XenServer Backup Options
By CMD Technology Group
7 min read
Recently, we have been asked several times about backing up XenServer Virtual Machines (VMs). At first, this struck us as odd because some of the people who asked have had a XenServer environment for a significant amount of time. Why didn’t they already have a backup solution in place?
As it turns out, they were looking for something different. Primarily they were looking for a single backup solution that encompassed all their backup needs. With that in mind, we can look at what is out there. In discussing solutions, this will not be a comprehensive list. So, if we do not include a solution, it is not because we are devaluing it.

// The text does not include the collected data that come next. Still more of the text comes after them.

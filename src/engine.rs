//! Engine: runs one round per configured port, each round a fixed pool of
//! workers pulling credentials from a shared cursor until one logs in or the
//! cursor is exhausted.
//!
//! Typical usage:
//!
//! ```no_run
//! use tikbrute::{audit::AuditLog, config::RunConfig, engine::Engine, probe::build_probe};
//! # fn run(config: RunConfig) -> anyhow::Result<()> {
//! let engine = Engine::new(config.threads)?;
//! let probe = build_probe(config.method, config.handshake.clone());
//! let audit = AuditLog::create(".", &config.host)?;
//! let summary = engine.run(&config, probe.as_ref(), &audit);
//! println!("{}", tikbrute::report::render_stats(&summary.stats));
//! # Ok(())
//! # }
//! ```
use std::time::Duration;

use log::{debug, error, info, warn};

use crate::audit::{AttemptRecord, AuditLog};
use crate::config::{ConfigError, RunConfig};
use crate::credential::{Credential, CredentialSpace, Target};
use crate::probe::{LoginProbe, Outcome};
use crate::signal::TerminationSignal;
use crate::stats::{StatsCollector, StatsReport};

/// Everything a worker needs for one round, passed explicitly.
pub struct RoundContext<'a> {
    pub target: Target,
    pub timeout: Duration,
    pub probe: &'a dyn LoginProbe,
    pub space: CredentialSpace<'a>,
    pub signal: TerminationSignal,
    pub stats: &'a StatsCollector,
    pub audit: &'a AuditLog,
}

impl<'a> RoundContext<'a> {
    /// Fresh cursor and stop flag for `target`.
    pub fn new(
        target: Target,
        timeout: Duration,
        probe: &'a dyn LoginProbe,
        usernames: &'a [String],
        passwords: &'a [String],
        stats: &'a StatsCollector,
        audit: &'a AuditLog,
    ) -> Self {
        Self {
            target,
            timeout,
            probe,
            space: CredentialSpace::new(usernames, passwords),
            signal: TerminationSignal::new(),
            stats,
            audit,
        }
    }
}

/// Fixed set of `K` long-lived worker threads.
pub struct WorkerPool {
    pool: rayon::ThreadPool,
    workers: usize,
}

impl WorkerPool {
    pub fn new(workers: usize) -> Result<Self, ConfigError> {
        if workers == 0 {
            return Err(ConfigError::ZeroThreads);
        }
        let pool = rayon::ThreadPoolBuilder::new()
            .num_threads(workers)
            .thread_name(|i| format!("probe-worker-{i}"))
            .build()?;
        Ok(Self { pool, workers })
    }

    pub fn workers(&self) -> usize {
        self.workers
    }

    /// Run every worker over `ctx` and return once all of them have stopped.
    /// Yields the credentials that logged in (normally at most one).
    pub fn run_round(&self, ctx: &RoundContext<'_>) -> Vec<Credential> {
        self.pool
            .broadcast(|_| worker_loop(ctx))
            .into_iter()
            .flatten()
            .collect()
    }
}

fn worker_loop(ctx: &RoundContext<'_>) -> Option<Credential> {
    let port = ctx.target.port;
    while !ctx.signal.is_set() {
        let credential = ctx.space.next()?;
        let outcome = ctx.probe.attempt(&ctx.target, &credential, ctx.timeout);
        match &outcome {
            Outcome::Success => {
                ctx.signal.trigger();
                ctx.stats.record(&outcome);
                let record = AttemptRecord::new(
                    &ctx.target,
                    &credential,
                    ctx.probe.name(),
                    outcome.clone(),
                );
                if let Err(e) = ctx.audit.record(&record) {
                    error!("failed to record {credential} on port {port}: {e:#}");
                }
                info!(
                    "[SUCCESS] {} credentials found: {credential} on port {port}",
                    ctx.probe.name()
                );
                return Some(credential);
            }
            Outcome::Failure(reason) => {
                debug!("[TRYING] {credential} on port {port}: {reason}");
            }
            Outcome::ProbeError(detail) => {
                warn!("[PROBE ERROR] {credential} on port {port}: {detail}");
            }
        }
        ctx.stats.record(&outcome);
    }
    None
}

/// Result of one port round.
#[derive(Debug, Clone, PartialEq, Eq)]
pub struct RoundResult {
    pub port: u16,
    pub attempts: u64,
    pub found: Vec<Credential>,
}

#[derive(Debug, Clone)]
pub struct RunSummary {
    pub rounds: Vec<RoundResult>,
    pub stats: StatsReport,
}

impl RunSummary {
    /// `(port, credential)` for every discovery, in round order.
    pub fn discoveries(&self) -> impl Iterator<Item = (u16, &Credential)> {
        self.rounds
            .iter()
            .flat_map(|r| r.found.iter().map(move |c| (r.port, c)))
    }

    pub fn found_any(&self) -> bool {
        self.discoveries().next().is_some()
    }
}

/// Owns the worker pool and the run-wide counters.
pub struct Engine {
    pool: WorkerPool,
    stats: StatsCollector,
}

impl Engine {
    pub fn new(threads: usize) -> Result<Self, ConfigError> {
        Ok(Self {
            pool: WorkerPool::new(threads)?,
            stats: StatsCollector::new(),
        })
    }

    pub fn stats(&self) -> &StatsCollector {
        &self.stats
    }

    pub fn workers(&self) -> usize {
        self.pool.workers()
    }

    /// Probe each port in turn. A round starts only after the previous one
    /// has drained, and the run stops after the first round with a success.
    pub fn run(
        &self,
        config: &RunConfig,
        probe: &dyn LoginProbe,
        audit: &AuditLog,
    ) -> RunSummary {
        let mut rounds = Vec::with_capacity(config.ports.len());
        for &port in &config.ports {
            info!("[TESTING] Port {port} with {} worker(s)", self.pool.workers());
            let ctx = RoundContext::new(
                Target::new(config.host.as_str(), port),
                config.timeout,
                probe,
                &config.usernames,
                &config.passwords,
                &self.stats,
                audit,
            );
            let before = self.stats.attempts();
            let found = self.pool.run_round(&ctx);
            let attempts = self.stats.attempts() - before;
            info!(
                "port {port}: {attempts} attempt(s), {} of {} pair(s) handed out",
                ctx.space.delivered(),
                ctx.space.len()
            );
            let done = !found.is_empty();
            rounds.push(RoundResult {
                port,
                attempts,
                found,
            });
            if done {
                break;
            }
        }
        RunSummary {
            rounds,
            stats: self.stats.report(),
        }
    }
}
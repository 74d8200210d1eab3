pub mod api;
pub mod audit;
pub mod config;
pub mod credential;
pub mod engine;
pub mod handshake;
pub mod io;
pub mod probe;
pub mod report;
pub mod sentence;
pub mod signal;
pub mod stats;

pub mod prelude {
    pub use crate::credential::{Credential, Target};
    pub use crate::probe::{LoginProbe, Method, Outcome};
}
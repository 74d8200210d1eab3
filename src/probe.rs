//! Login probes: one attempt against one target, classified into an
//! [`Outcome`].
//!
//! Probes never return `Err` and never panic on network trouble. Timeouts,
//! refusals and resets become `Failure(Network)`; an explicit rejection from
//! the service becomes `Failure(Rejected)` or `Failure(InvalidCredential)`;
//! anything the probe cannot make sense of is a `ProbeError`.
use std::fmt;
use std::io;
use std::net::{SocketAddr, TcpStream, ToSocketAddrs};
use std::time::Duration;

use crate::api::StructuredApiProbe;
use crate::credential::{Credential, Target};
use crate::handshake::{HandshakeProbe, HandshakeSettings};

/// Why an attempt did not log in.
#[derive(Debug, Clone, PartialEq, Eq, thiserror::Error)]
pub enum FailureReason {
    #[error("network")]
    Network(io::ErrorKind),
    #[error("no banner")]
    NoBanner,
    #[error("rejected")]
    Rejected,
    #[error("invalid credential")]
    InvalidCredential,
}

/// Result of a single login attempt.
#[derive(Debug, Clone, PartialEq, Eq)]
pub enum Outcome {
    Success,
    Failure(FailureReason),
    ProbeError(String),
}

impl Outcome {
    pub fn is_success(&self) -> bool {
        matches!(self, Outcome::Success)
    }
}

impl fmt::Display for Outcome {
    fn fmt(&self, f: &mut fmt::Formatter<'_>) -> fmt::Result {
        match self {
            Outcome::Success => f.write_str("success"),
            Outcome::Failure(reason) => write!(f, "failure ({reason})"),
            Outcome::ProbeError(detail) => write!(f, "probe error ({detail})"),
        }
    }
}

/// One login procedure. Each call opens and closes its own connection.
pub trait LoginProbe: Send + Sync {
    /// Protocol name written to the audit log.
    fn name(&self) -> &'static str;

    fn attempt(&self, target: &Target, credential: &Credential, timeout: Duration) -> Outcome;
}

/// Which front-end to probe.
#[derive(Debug, Clone, Copy, PartialEq, Eq)]
pub enum Method {
    Handshake,
    StructuredApi,
}

impl Method {
    pub fn name(self) -> &'static str {
        match self {
            Method::Handshake => "handshake",
            Method::StructuredApi => "structured-api",
        }
    }

    pub fn default_port(self) -> u16 {
        match self {
            Method::Handshake => 8291,
            Method::StructuredApi => 8728,
        }
    }

    pub fn default_timeout(self) -> Duration {
        match self {
            Method::Handshake => Duration::from_secs(3),
            Method::StructuredApi => Duration::from_secs(5),
        }
    }
}

impl fmt::Display for Method {
    fn fmt(&self, f: &mut fmt::Formatter<'_>) -> fmt::Result {
        f.write_str(self.name())
    }
}

/// Build the probe for `method`.
pub fn build_probe(method: Method, handshake: HandshakeSettings) -> Box<dyn LoginProbe> {
    match method {
        Method::Handshake => Box::new(HandshakeProbe::new(handshake)),
        Method::StructuredApi => Box::new(StructuredApiProbe::new()),
    }
}

/// Connect with `timeout`, trying every resolved address, and apply the same
/// timeout to reads and writes.
pub(crate) fn connect(target: &Target, timeout: Duration) -> io::Result<TcpStream> {
    let addrs: Vec<SocketAddr> = target.authority().to_socket_addrs()?.collect();
    let mut last_err = io::Error::new(
        io::ErrorKind::AddrNotAvailable,
        format!("{} did not resolve", target.host),
    );
    for addr in addrs {
        match TcpStream::connect_timeout(&addr, timeout) {
            Ok(stream) => {
                stream.set_read_timeout(Some(timeout))?;
                stream.set_write_timeout(Some(timeout))?;
                return Ok(stream);
            }
            Err(e) => last_err = e,
        }
    }
    Err(last_err)
}

/// Map a transport error onto an outcome. Connection-level trouble is an
/// ordinary failed attempt; anything else is surfaced as a probe error.
pub(crate) fn classify_io(err: &io::Error) -> Outcome {
    use io::ErrorKind::*;
    match err.kind() {
        TimedOut | WouldBlock | ConnectionRefused | ConnectionReset | ConnectionAborted
        | BrokenPipe | UnexpectedEof | NotConnected | AddrNotAvailable => {
            Outcome::Failure(FailureReason::Network(err.kind()))
        }
        _ => Outcome::ProbeError(err.to_string()),
    }
}

#[cfg(test)]
mod tests {
    use super::*;

    #[test]
    fn failure_reasons_render_short_labels() {
        assert_eq!(FailureReason::NoBanner.to_string(), "no banner");
        assert_eq!(
            FailureReason::Network(io::ErrorKind::TimedOut).to_string(),
            "network"
        );
        assert_eq!(
            Outcome::Failure(FailureReason::InvalidCredential).to_string(),
            "failure (invalid credential)"
        );
    }

    #[test]
    fn method_defaults() {
        assert_eq!(Method::Handshake.default_port(), 8291);
        assert_eq!(Method::StructuredApi.default_port(), 8728);
        assert_eq!(Method::StructuredApi.default_timeout(), Duration::from_secs(5));
        assert_eq!(Method::StructuredApi.to_string(), "structured-api");
    }

    #[test]
    fn refused_and_timed_out_are_network_failures() {
        let refused = io::Error::from(io::ErrorKind::ConnectionRefused);
        assert_eq!(
            classify_io(&refused),
            Outcome::Failure(FailureReason::Network(io::ErrorKind::ConnectionRefused))
        );
        let other = io::Error::other("boom");
        assert!(matches!(classify_io(&other), Outcome::ProbeError(_)));
    }

    #[test]
    fn connect_applies_timeout_to_reads() {
        let listener = std::net::TcpListener::bind("127.0.0.1:0").unwrap();
        let port = listener.local_addr().unwrap().port();
        let stream = connect(&Target::new("127.0.0.1", port), Duration::from_millis(300)).unwrap();
        assert_eq!(stream.read_timeout().unwrap(), Some(Duration::from_millis(300)));
        assert_eq!(stream.write_timeout().unwrap(), Some(Duration::from_millis(300)));
    }
}
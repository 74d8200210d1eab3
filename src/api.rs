//! Login probe for the structured management API.
//!
//! One session per attempt: `/login` with the credential as `=name=` and
//! `=password=` attributes, then a single read-only `/system/identity/print`.
//! The session is shut down when [`ApiSession`] drops, so every exit path
//! closes it.
use std::net::{Shutdown, TcpStream};
use std::time::Duration;

use log::debug;

use crate::credential::{Credential, Target};
use crate::probe::{FailureReason, LoginProbe, Outcome, classify_io, connect};
use crate::sentence::{Reply, Sentence, WireError, read_sentence, write_sentence};

const INVALID_LOGIN_MARKER: &str = "invalid user name or password";

/// Most `!re` sentences accepted for one command.
pub const MAX_REPLY_SENTENCES: usize = 1024;

/// Failure inside a session, before it is mapped to an [`Outcome`].
#[derive(Debug, thiserror::Error)]
enum SessionError {
    #[error(transparent)]
    Wire(#[from] WireError),
    #[error("{0}")]
    Rejected(String),
    #[error("{0}")]
    Remote(String),
    #[error("{0}")]
    Unexpected(String),
}

struct ApiSession {
    stream: TcpStream,
}

impl ApiSession {
    fn open(target: &Target, timeout: Duration) -> std::io::Result<Self> {
        Ok(Self {
            stream: connect(target, timeout)?,
        })
    }

    /// Send one command and collect reply sentences up to `!done`.
    fn call(&mut self, words: &[&str]) -> Result<Vec<Sentence>, SessionError> {
        write_sentence(&mut self.stream, words).map_err(WireError::from)?;
        let mut replies = Vec::new();
        loop {
            let sentence = read_sentence(&mut self.stream)?;
            match sentence.reply() {
                Reply::Done => return Ok(replies),
                Reply::Re if replies.len() >= MAX_REPLY_SENTENCES => {
                    return Err(SessionError::Unexpected(format!(
                        "more than {MAX_REPLY_SENTENCES} reply sentences"
                    )));
                }
                Reply::Re => replies.push(sentence),
                Reply::Trap => return Err(classify_trap(sentence.message())),
                Reply::Fatal => return Err(SessionError::Remote(sentence.message())),
                Reply::Other => {
                    return Err(SessionError::Unexpected(format!(
                        "unexpected reply {:?}",
                        sentence.words.first()
                    )));
                }
            }
        }
    }

    fn login(&mut self, credential: &Credential) -> Result<(), SessionError> {
        let name = format!("=name={}", credential.username);
        let password = format!("=password={}", credential.password);
        self.call(&["/login", &name, &password])?;
        Ok(())
    }

    fn identity(&mut self) -> Result<Option<String>, SessionError> {
        let replies = self.call(&["/system/identity/print"])?;
        Ok(replies
            .iter()
            .flat_map(|s| s.attributes())
            .find(|(_, v)| !v.is_empty())
            .map(|(_, v)| v.to_string()))
    }
}

impl Drop for ApiSession {
    fn drop(&mut self) {
        let _ = self.stream.shutdown(Shutdown::Both);
    }
}

fn classify_trap(message: String) -> SessionError {
    if message.to_lowercase().contains(INVALID_LOGIN_MARKER) {
        SessionError::Rejected(message)
    } else {
        SessionError::Remote(message)
    }
}

#[derive(Debug, Clone, Copy, Default)]
pub struct StructuredApiProbe;

impl StructuredApiProbe {
    pub fn new() -> Self {
        Self
    }
}

impl LoginProbe for StructuredApiProbe {
    fn name(&self) -> &'static str {
        "structured-api"
    }

    fn attempt(&self, target: &Target, credential: &Credential, timeout: Duration) -> Outcome {
        let mut session = match ApiSession::open(target, timeout) {
            Ok(s) => s,
            Err(e) => return classify_io(&e),
        };
        let result = session.login(credential).and_then(|()| session.identity());
        drop(session);

        match result {
            Ok(Some(identity)) => {
                debug!("{target} identity {identity:?} for {}", credential.username);
                Outcome::Success
            }
            Ok(None) => Outcome::ProbeError("empty identity reply".to_string()),
            Err(SessionError::Rejected(_)) => Outcome::Failure(FailureReason::InvalidCredential),
            Err(SessionError::Wire(WireError::Io(e))) => classify_io(&e),
            Err(e) => Outcome::ProbeError(e.to_string()),
        }
    }
}
//! Credential data model and the shared cross-product cursor that hands out
//! username/password pairs to workers.
//!
//! A [`CredentialSpace`] enumerates `usernames × passwords` in username-major
//! order: every password for the first username, then every password for the
//! second, and so on. The cursor is a single two-dimensional index behind one
//! lock, so concurrent callers of [`CredentialSpace::next`] each receive a
//! distinct pair and every pair is delivered exactly once per round.
use std::fmt;
use std::sync::Mutex;

/// A username/password pair under test.
#[derive(Debug, Clone, PartialEq, Eq, Hash)]
pub struct Credential {
    pub username: String,
    pub password: String,
}

impl Credential {
    pub fn new(username: impl Into<String>, password: impl Into<String>) -> Self {
        Self {
            username: username.into(),
            password: password.into(),
        }
    }
}

impl fmt::Display for Credential {
    fn fmt(&self, f: &mut fmt::Formatter<'_>) -> fmt::Result {
        write!(f, "{}:{}", self.username, self.password)
    }
}

/// Host and port probed during one round.
#[derive(Debug, Clone, PartialEq, Eq, Hash)]
pub struct Target {
    pub host: String,
    pub port: u16,
}

impl Target {
    pub fn new(host: impl Into<String>, port: u16) -> Self {
        Self {
            host: host.into(),
            port,
        }
    }

    /// `host:port` form accepted by `ToSocketAddrs`. IPv6 literals are
    /// bracketed.
    pub fn authority(&self) -> String {
        if self.host.contains(':') && !self.host.starts_with('[') {
            format!("[{}]:{}", self.host, self.port)
        } else {
            format!("{}:{}", self.host, self.port)
        }
    }
}

impl fmt::Display for Target {
    fn fmt(&self, f: &mut fmt::Formatter<'_>) -> fmt::Result {
        f.write_str(&self.authority())
    }
}

#[derive(Debug, Default, Clone, Copy, PartialEq, Eq)]
struct Cursor {
    user: usize,
    pass: usize,
}

/// Thread-safe, resumable enumeration of the username × password product.
#[derive(Debug)]
pub struct CredentialSpace<'a> {
    usernames: &'a [String],
    passwords: &'a [String],
    cursor: Mutex<Cursor>,
}

impl<'a> CredentialSpace<'a> {
    pub fn new(usernames: &'a [String], passwords: &'a [String]) -> Self {
        Self {
            usernames,
            passwords,
            cursor: Mutex::new(Cursor::default()),
        }
    }

    /// Number of pairs in the full product.
    pub fn len(&self) -> usize {
        self.usernames.len().saturating_mul(self.passwords.len())
    }

    pub fn is_empty(&self) -> bool {
        self.len() == 0
    }

    /// Hand out the next pair, or `None` once the product is exhausted.
    ///
    /// The password index advances first; when it reaches the end of the
    /// password list it wraps to zero and the username index advances.
    pub fn next(&self) -> Option<Credential> {
        let mut cursor = self.lock();
        if self.passwords.is_empty() || cursor.user >= self.usernames.len() {
            return None;
        }
        let credential = Credential::new(
            self.usernames[cursor.user].as_str(),
            self.passwords[cursor.pass].as_str(),
        );
        cursor.pass += 1;
        if cursor.pass == self.passwords.len() {
            cursor.pass = 0;
            cursor.user += 1;
        }
        Some(credential)
    }

    /// Count of pairs already handed out.
    pub fn delivered(&self) -> usize {
        let cursor = self.lock();
        if self.passwords.is_empty() {
            return 0;
        }
        (cursor.user * self.passwords.len() + cursor.pass).min(self.len())
    }

    /// Rewind the cursor to the first pair.
    pub fn restart(&self) {
        *self.lock() = Cursor::default();
    }

    fn lock(&self) -> std::sync::MutexGuard<'_, Cursor> {
        // The cursor is a pair of plain indices, always left consistent, so a
        // poisoned lock still holds a usable value.
        self.cursor
            .lock()
            .unwrap_or_else(|poisoned| poisoned.into_inner())
    }
}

If you know of a solution, and you would like to point it out, please post it in the discussions along with a description of the product and what you like about it.
Types of Backups
Citrix (and others) categorize XenServer Virtual Machine backups into three types; Cold, Warm, and Hot backups. These are also terms for disaster recovery and high availability, but they take on a slightly different meaning when referring to XenServer backups.
Cold and Warm backups refer to backups that cause service interruption. A cold backup occurs when the VM is powered down entirely. A Warm backup will not power down the VM but can still interrupt service while the VM is being backed up. And a Hot backup? You guessed it, is one that will not disrupt service and keep the VM running. However, note that the performance of the VM may be affected during a Hot backup, but the VM will still be able to respond to requests.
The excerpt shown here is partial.